ABMC cemetery in Lorraine, France

Epinal American Cemetery and Memorial is a United States military cemetery in Dinozé, France. The 48.6 acre site rests on a plateau 100 ft above the Moselle River in the foothills of the Vosges Mountains. It contains the graves of 5,255 of the United States' military dead, most of whom lost their lives in the Battle of Alsace, Battle of the Vosges and other northeast campaigns to the Rhine and beyond into Germany during World War II.

==History==
The cemetery was established in October 1944 by the 46th Quartermaster Company (Graves Registration Service) of the U.S. Seventh Army as it drove northward from southern France through the Rhône Valley into Germany. The cemetery became the repository for the fatalities in the bitter fighting through the Heasbourg Gap during the winter of 1944–45.

On May 12, 1958, thirteen caskets draped with American flags were placed side by side at the memorial. Each casket contained the remains of one World War II Unknown American, one from each of the thirteen permanent American military cemeteries in the European Theater of Operations. In a solemn ceremony, General Edward J. O'Neill, Commanding General of the U.S. Army Communication Zone, Europe, selected the Unknown to represent the European Theater. It was flown to Naples, Italy and placed with Unknowns from the Atlantic and Pacific Theaters of Operations aboard the USS Blandy for transportation to Washington, D.C. for final selection of the Unknown from World War II. On Memorial Day, 1958, the remains were buried alongside the Unknown from World War I at the Tomb of the Unknown Soldier at Arlington National Cemetery.

==Memorial==
The memorial, a rectangular structure with two large bas-relief panels, consists of a chapel, portico, and map room with a mosaic operations map constructed under the direction of the American artist Eugene Savage. On the walls of the Court of Honor, which surround the memorial, are inscribed the names of 424 of the missing. Rosettes mark the names of those since recovered and identified. Stretching northward is a wide, tree-lined mall that separates the two large burial plots. At the northern end of the mall, the circular flagpole plaza forms an overlook affording a view of a wide sweep of the Moselle Valley.

==Notable burials==
- Medal of Honor recipients
  - Victor L. Kandle (1921–1944KIA), for action against German forces in October 1944.
  - Gus J. Kefurt (1917–1944KIA), for action against German forces in December 1944.
  - John D. Kelly (1923–1944KIA), for action against German forces in June 1944
  - Ellis R. Weicht (1916–1944KIA), for action against German forces in December 1944
- Jimmy Butler (1921–1945KIA), American actor
- Brigadier general Edmund Wilson Searby (1896–1944KIA), Division Artillery Commander of the 80th Infantry Division

==Accessibility==
Epinal American Cemetery is located approximately 4 miles (7 km) southeast of Épinal (Vosges), France, on road D-157, in the village of Dinozé-Le Quéquement.

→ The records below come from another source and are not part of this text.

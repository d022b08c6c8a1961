// models/src/purchase.rs
use std::fmt;

use chrono::{DateTime, Utc};
use serde::{Deserialize, Serialize};
use uuid::Uuid;

use crate::errors::MarketResult;
use crate::identifiers::{MhNumber, SerialNumber};

#[derive(Clone, Copy, Debug, PartialEq, Eq, Serialize, Deserialize)]
#[serde(rename_all = "UPPERCASE")]
pub enum RedemptionStatus {
    Pending,
    Redeemed,
    Expired,
    Cancelled,
}

impl RedemptionStatus {
    /// Every state except PENDING is terminal; transitions are one-way and
    /// no state is ever reverted.
    pub fn is_terminal(&self) -> bool {
        !matches!(self, RedemptionStatus::Pending)
    }
}

impl fmt::Display for RedemptionStatus {
    fn fmt(&self, f: &mut fmt::Formatter<'_>) -> fmt::Result {
        match self {
            RedemptionStatus::Pending => write!(f, "PENDING"),
            RedemptionStatus::Redeemed => write!(f, "REDEEMED"),
            RedemptionStatus::Expired => write!(f, "EXPIRED"),
            RedemptionStatus::Cancelled => write!(f, "CANCELLED"),
        }
    }
}

/// Payload embedded in the voucher QR code, rendered client-side. Encoded
/// exactly once, at issuance, from fields known before insert.
#[derive(Clone, Debug, PartialEq, Serialize, Deserialize)]
#[serde(rename_all = "camelCase")]
pub struct QrPayload {
    pub serial: SerialNumber,
    pub mh_number: MhNumber,
    pub patient_id: Uuid,
    pub package_id: Uuid,
    pub timestamp: DateTime<Utc>,
}

impl QrPayload {
    pub fn encode(&self) -> MarketResult<String> {
        Ok(serde_json::to_string(self)?)
    }

    pub fn decode(raw: &str) -> MarketResult<Self> {
        Ok(serde_json::from_str(raw)?)
    }
}

/// A redeemable record proving a patient paid for (or received free) a
/// specific package. Created once when a payment is confirmed, mutated
/// exactly once by redemption, never deleted.
#[derive(Clone, Debug, Serialize, Deserialize)]
pub struct PackagePurchase {
    pub id: Uuid,
    pub serial: SerialNumber,
    pub patient_id: Uuid,
    pub package_id: Uuid,
    /// Denormalized from the package at issuance.
    pub provider_id: Uuid,
    pub price: u64,
    pub qr_payload: QrPayload,
    pub redemption_status: RedemptionStatus,
    pub purchased_at: DateTime<Utc>,
    pub redeemed_at: Option<DateTime<Utc>>,
    pub redeemed_by: Option<String>,
}

/// A voucher joined with its package and provider, as listed on the patient
/// dashboard.
#[derive(Clone, Debug, Serialize)]
#[serde(rename_all = "camelCase")]
pub struct PurchaseSummary {
    #[serde(flatten)]
    pub purchase: PackagePurchase,
    pub package_name: String,
    pub treatment_type: String,
    pub provider_name: String,
    pub provider_location: String,
}
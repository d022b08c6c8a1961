// server/src/state.rs
use std::sync::Arc;

use gateway::{FlutterwaveGateway, GatewayRouter, PaystackGateway};
use services::{
    CatalogService, PatientService, PaymentService, ProviderService, SubscriptionService,
    VoucherService,
};
use store::{InMemoryStore, MarketStore};

use crate::config::ServerConfig;

/// Everything the handlers need, shared behind one `Arc`.
pub struct AppState {
    pub patients: PatientService,
    pub providers: ProviderService,
    pub subscriptions: SubscriptionService,
    pub catalog: CatalogService,
    pub vouchers: VoucherService,
    pub payments: PaymentService,
    pub dashboard_url: String,
}

impl AppState {
    pub fn build(config: &ServerConfig) -> Arc<Self> {
        let store: Arc<dyn MarketStore> = Arc::new(InMemoryStore::new());

        let flutterwave = match &config.flutterwave.base_url {
            Some(base) => FlutterwaveGateway::with_base_url(
                config.flutterwave.secret_key.clone(),
                base.clone(),
            ),
            None => FlutterwaveGateway::new(config.flutterwave.secret_key.clone()),
        };
        let paystack = match &config.paystack.base_url {
            Some(base) => {
                PaystackGateway::with_base_url(config.paystack.secret_key.clone(), base.clone())
            }
            None => PaystackGateway::new(config.paystack.secret_key.clone()),
        };
        let router = Arc::new(GatewayRouter::new(Arc::new(flutterwave), Arc::new(paystack)));

        let subscriptions = SubscriptionService::new(store.clone());
        let vouchers = VoucherService::new(store.clone());
        Arc::new(AppState {
            patients: PatientService::new(store.clone()),
            providers: ProviderService::new(store.clone()),
            catalog: CatalogService::new(store.clone(), subscriptions.clone()),
            subscriptions,
            payments: PaymentService::new(
                store.clone(),
                router,
                vouchers.clone(),
                config.currency.clone(),
                config.public_base_url.clone(),
            ),
            vouchers,
            dashboard_url: config.dashboard_url.clone(),
        })
    }
}
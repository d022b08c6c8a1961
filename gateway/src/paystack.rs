// gateway/src/paystack.rs
use async_trait::async_trait;
use log::{error, warn};
use serde::{Deserialize, Serialize};

use models::errors::MarketResult;
use models::GatewayKind;

use crate::adapter::{init_failed, ChargeSession, InitializeCharge, PaymentGateway};

const DEFAULT_BASE_URL: &str = "https://api.paystack.co";

pub struct PaystackGateway {
    client: reqwest::Client,
    secret_key: String,
    base_url: String,
}

#[derive(Debug, Serialize)]
struct PskInitializeRequest<'a> {
    email: &'a str,
    /// Paystack takes the amount in minor units (kobo).
    amount: u64,
    reference: &'a str,
    callback_url: &'a str,
}

#[derive(Debug, Deserialize)]
struct PskInitializeResponse {
    status: bool,
    #[serde(default)]
    message: Option<String>,
    data: Option<PskInitializeData>,
}

#[derive(Debug, Deserialize)]
struct PskInitializeData {
    authorization_url: String,
    reference: String,
}

#[derive(Debug, Deserialize)]
struct PskVerifyResponse {
    status: bool,
    data: Option<PskVerifyData>,
}

#[derive(Debug, Deserialize)]
struct PskVerifyData {
    status: String,
}

impl PaystackGateway {
    pub fn new(secret_key: String) -> Self {
        Self::with_base_url(secret_key, DEFAULT_BASE_URL.to_string())
    }

    pub fn with_base_url(secret_key: String, base_url: String) -> Self {
        PaystackGateway {
            client: reqwest::Client::new(),
            secret_key,
            base_url,
        }
    }
}

#[async_trait]
impl PaymentGateway for PaystackGateway {
    fn kind(&self) -> GatewayKind {
        GatewayKind::Paystack
    }

    async fn initialize(&self, charge: &InitializeCharge) -> MarketResult<ChargeSession> {
        let body = PskInitializeRequest {
            email: &charge.payer_email,
            amount: charge.amount * 100,
            reference: &charge.reference,
            callback_url: &charge.redirect_url,
        };

        let response = self
            .client
            .post(format!("{}/transaction/initialize", self.base_url))
            .bearer_auth(&self.secret_key)
            .json(&body)
            .send()
            .await
            .map_err(|e| {
                error!("paystack initialize transport failure: {}", e);
                init_failed(e)
            })?;

        let parsed: PskInitializeResponse = response.json().await.map_err(init_failed)?;
        if !parsed.status {
            return Err(init_failed(
                parsed
                    .message
                    .unwrap_or_else(|| "initialization declined".to_string()),
            ));
        }
        let data = parsed
            .data
            .ok_or_else(|| init_failed("response carried no authorization url"))?;

        Ok(ChargeSession {
            payment_url: data.authorization_url,
            reference: data.reference,
        })
    }

    async fn verify(&self, reference: &str) -> bool {
        let url = format!("{}/transaction/verify/{}", self.base_url, reference);
        let response = match self
            .client
            .get(url)
            .bearer_auth(&self.secret_key)
            .send()
            .await
        {
            Ok(r) => r,
            Err(e) => {
                warn!("paystack verify failed for {}: {}", reference, e);
                return false;
            }
        };
        match response.json::<PskVerifyResponse>().await {
            Ok(parsed) => {
                parsed.status && parsed.data.map(|d| d.status == "success").unwrap_or(false)
            }
            Err(e) => {
                warn!("paystack verify response unreadable: {}", e);
                false
            }
        }
    }
}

It can be reached by automobile from Paris (231 miles) in about 5 hours via toll autoroute A-4, eastward to the Nancy exit, then highway N-57 or about 4 hours via toll autoroute A-5 to Bulgnéville exit. Avoid the city of Epinal and exit only at Arches-Dinozé. Rail service is available from the Gare de l'Est, Paris via Nancy, where it may be necessary to change trains. The journey by train requires about 3 hours by the French high-speed train (TGV). Hotel accommodations and taxi service can be found in Epinal and vicinity.

The cemetery is open daily to the public from 9 a.m. to 5 p.m. except December 25 and January 1. It is open on host country holidays. When the cemetery is open to the public, a staff member is on duty in the Visitor Building to answer questions and escort relatives to grave and memorial sites.